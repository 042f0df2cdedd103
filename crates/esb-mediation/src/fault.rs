//! Routing of mediation failures to the fault-handler stack

use tracing::{debug, error, warn};

use esb_common::{properties, MediationError};

use crate::context::MessageContext;

#[derive(Debug)]
pub enum FaultOutcome {
    /// A fault handler ran to completion
    Handled { handler: String },
    /// No handler remained; the message is dropped
    Dropped { error: MediationError },
}

/// Record the failure on the context so the fault handler can inspect it
pub fn record_error(ctx: &mut MessageContext, error: &MediationError) {
    ctx.set_property(properties::ERROR_MESSAGE, error.to_string());
    ctx.set_property(properties::ERROR_KIND, error.kind());
}

/// Pop and run fault handlers innermost-first until one succeeds
///
/// A handler that itself fails passes its error to the next handler down the
/// stack. There is no retry at this layer.
pub async fn handle_failure(ctx: &mut MessageContext, error: MediationError) -> FaultOutcome {
    let mut error = error;

    loop {
        let Some(handler) = ctx.pop_fault() else {
            error!(
                message_id = %ctx.message_id(),
                error = %error,
                "No error handlers found - [Message Dropped]"
            );
            return FaultOutcome::Dropped { error };
        };

        record_error(ctx, &error);
        debug!(
            message_id = %ctx.message_id(),
            handler = %handler.name(),
            error = %error,
            "Invoking fault handler"
        );

        match handler.handle_fault(ctx).await {
            Ok(()) => {
                return FaultOutcome::Handled {
                    handler: handler.name().to_string(),
                };
            }
            Err(e) => {
                warn!(
                    message_id = %ctx.message_id(),
                    handler = %handler.name(),
                    error = %e,
                    "Fault handler failed, trying the next one"
                );
                error = e;
            }
        }
    }
}
use std::collections::HashSet;

use esb_common::ConfigError;

use crate::{EngineConfig, StoreKind};

impl EngineConfig {
    /// Check names are unique and every cross reference resolves
    pub fn validate(&self) -> Result<(), ConfigError> {
        unique("endpoint", self.endpoints.iter().map(|e| e.name.as_str()))?;
        unique("store", self.stores.iter().map(|s| s.name.as_str()))?;
        unique("processor", self.processors.iter().map(|p| p.name.as_str()))?;
        unique("sequence", self.sequences.iter().map(|s| s.name.as_str()))?;
        unique("proxy", self.proxies.iter().map(|p| p.name.as_str()))?;

        for endpoint in &self.endpoints {
            if endpoint.address.trim().is_empty() {
                return Err(ConfigError::invalid(format!(
                    "endpoint '{}' has an empty address",
                    endpoint.name
                )));
            }
        }

        for store in &self.stores {
            match store.kind {
                StoreKind::File if store.path.is_none() => {
                    return Err(ConfigError::invalid(format!(
                        "file store '{}' requires a path",
                        store.name
                    )));
                }
                StoreKind::Priority if store.priorities.is_empty() && store.default_priority.is_none() => {
                    return Err(ConfigError::invalid(format!(
                        "priority store '{}' requires priorities",
                        store.name
                    )));
                }
                _ => {}
            }
        }

        for sequence in &self.sequences {
            if let Some(on_error) = &sequence.on_error {
                self.require_sequence(on_error, &format!("sequence '{}'", sequence.name))?;
            }
        }

        for processor in &self.processors {
            let owner = format!("processor '{}'", processor.name);
            self.require_store(&processor.store, &owner)?;
            self.require_store(&processor.dead_letter_store, &owner)?;
            if processor.store == processor.dead_letter_store {
                return Err(ConfigError::invalid(format!(
                    "{} uses '{}' as both store and dead-letter store",
                    owner, processor.store
                )));
            }
            self.require_sequence(&processor.on_process, &owner)?;
            if let Some(on_submit) = &processor.on_submit {
                self.require_sequence(on_submit, &owner)?;
            }
            if processor.concurrency == 0 {
                return Err(ConfigError::invalid(format!("{} needs concurrency >= 1", owner)));
            }
            if processor.poll_interval_ms == 0 {
                return Err(ConfigError::invalid(format!("{} needs a non-zero poll interval", owner)));
            }
        }

        for proxy in &self.proxies {
            let owner = format!("proxy '{}'", proxy.name);
            if proxy.in_sequence.is_some() && !proxy.in_mediators.is_empty() {
                return Err(ConfigError::invalid(format!(
                    "{} sets both in_sequence and in_mediators",
                    owner
                )));
            }
            if let Some(in_sequence) = &proxy.in_sequence {
                self.require_sequence(in_sequence, &owner)?;
            }
            if let Some(fault_sequence) = &proxy.fault_sequence {
                self.require_sequence(fault_sequence, &owner)?;
            }
            if let Some(endpoint) = &proxy.target_endpoint {
                if !self.endpoints.iter().any(|e| &e.name == endpoint) {
                    return Err(ConfigError::invalid(format!(
                        "{} targets unknown endpoint '{}'",
                        owner, endpoint
                    )));
                }
            }
        }

        Ok(())
    }

    fn require_store(&self, name: &str, owner: &str) -> Result<(), ConfigError> {
        if self.store(name).is_none() {
            return Err(ConfigError::invalid(format!("{} references unknown store '{}'", owner, name)));
        }
        Ok(())
    }

    fn require_sequence(&self, name: &str, owner: &str) -> Result<(), ConfigError> {
        if self.sequence(name).is_none() {
            return Err(ConfigError::invalid(format!(
                "{} references unknown sequence '{}'",
                owner, name
            )));
        }
        Ok(())
    }
}

fn unique<'a>(kind: &str, names: impl Iterator<Item = &'a str>) -> Result<(), ConfigError> {
    let mut seen = HashSet::new();
    for name in names {
        if !seen.insert(name) {
            return Err(ConfigError::invalid(format!("duplicate {} name '{}'", kind, name)));
        }
    }
    Ok(())
}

***

Within the entries above, some lines may contain "names". Report how many, and nothing else.

# Answer to this problem:
3